### Collected data
┄┄┄┄┄┄┄┄┄┄┄┄┄┄┄┄┄┄┄┄

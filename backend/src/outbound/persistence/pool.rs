//! Async connection pool for Diesel PostgreSQL connections.
//!
//! Wraps `diesel-async`'s bb8 integration so adapters check connections out
//! without blocking the runtime. Checkout respects a configurable timeout and
//! all failures are mapped to typed [`PoolError`] variants.

use std::time::Duration;

use diesel_async::AsyncPgConnection;
use diesel_async::pooled_connection::AsyncDieselConnectionManager;
use diesel_async::pooled_connection::bb8::{Pool, PooledConnection};

/// Errors that can occur during pool operations.
#[derive(Debug, Clone, PartialEq, Eq, thiserror::Error)]
pub enum PoolError {
    /// Failed to build the connection pool.
    #[error("failed to build connection pool: {message}")]
    Build { message: String },

    /// Failed to check out a connection from the pool.
    #[error("failed to get connection from pool: {message}")]
    Checkout { message: String },
}

impl PoolError {
    /// Create a build error with the given message.
    pub fn build(message: impl Into<String>) -> Self {
        Self::Build {
            message: message.into(),
        }
    }

    /// Create a checkout error with the given message.
    pub fn checkout(message: impl Into<String>) -> Self {
        Self::Checkout {
            message: message.into(),
        }
    }
}

/// Configuration for the database connection pool.
#[derive(Debug, Clone)]
pub struct PoolConfig {
    database_url: String,
    max_connections: u32,
    checkout_timeout: Duration,
}

impl PoolConfig {
    /// Create a configuration with the given database URL and defaults of
    /// ten connections and a thirty-second checkout timeout.
    pub fn new(database_url: impl Into<String>) -> Self {
        Self {
            database_url: database_url.into(),
            max_connections: 10,
            checkout_timeout: Duration::from_secs(30),
        }
    }

    /// Set the maximum number of connections in the pool.
    pub fn with_max_connections(mut self, max_connections: u32) -> Self {
        self.max_connections = max_connections;
        self
    }

    /// Set the connection checkout timeout.
    pub fn with_checkout_timeout(mut self, timeout: Duration) -> Self {
        self.checkout_timeout = timeout;
        self
    }

    /// Get the database URL.
    pub fn database_url(&self) -> &str {
        &self.database_url
    }
}

/// Async connection pool for PostgreSQL via Diesel.
#[derive(Clone)]
pub struct DbPool {
    inner: Pool<AsyncPgConnection>,
}

impl DbPool {
    /// Create a new connection pool with the given configuration.
    ///
    /// # Errors
    ///
    /// Returns [`PoolError::Build`] if the pool cannot be constructed.
    pub async fn new(config: PoolConfig) -> Result<Self, PoolError> {
        let manager = AsyncDieselConnectionManager::<AsyncPgConnection>::new(&config.database_url);

        let pool = Pool::builder()
            .max_size(config.max_connections)
            .connection_timeout(config.checkout_timeout)
            .build(manager)
            .await
            .map_err(|err| PoolError::build(err.to_string()))?;

        Ok(Self { inner: pool })
    }

    /// Get a connection from the pool.
    ///
    /// # Errors
    ///
    /// Returns [`PoolError::Checkout`] if a connection cannot be obtained
    /// within the configured timeout.
    pub async fn get(&self) -> Result<PooledConnection<'_, AsyncPgConnection>, PoolError> {
        self.inner
            .get()
            .await
            .map_err(|err| PoolError::checkout(err.to_string()))
    }
}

┄┄┄┄┄┄┄┄┄┄┄┄┄┄┄┄┄┄┄┄

### WHAT NEEDS TO BE DONE
Write out the records above exactly, from the opening line to the line with "during pool operations.", including both, with nothing added.

### WRITTEN SOLUTION
filename backend/src/outbound/persistence/pool.rs
//! Async connection pool for Diesel PostgreSQL connections.
//!
//! Wraps `diesel-async`'s bb8 integration so adapters check connections out
//! without blocking the runtime. Checkout respects a configurable timeout and
//! all failures are mapped to typed [`PoolError`] variants.

use std::time::Duration;

use diesel_async::AsyncPgConnection;
use diesel_async::pooled_connection::AsyncDieselConnectionManager;
use diesel_async::pooled_connection::bb8::{Pool, PooledConnection};

/// Errors that can occur during pool operations.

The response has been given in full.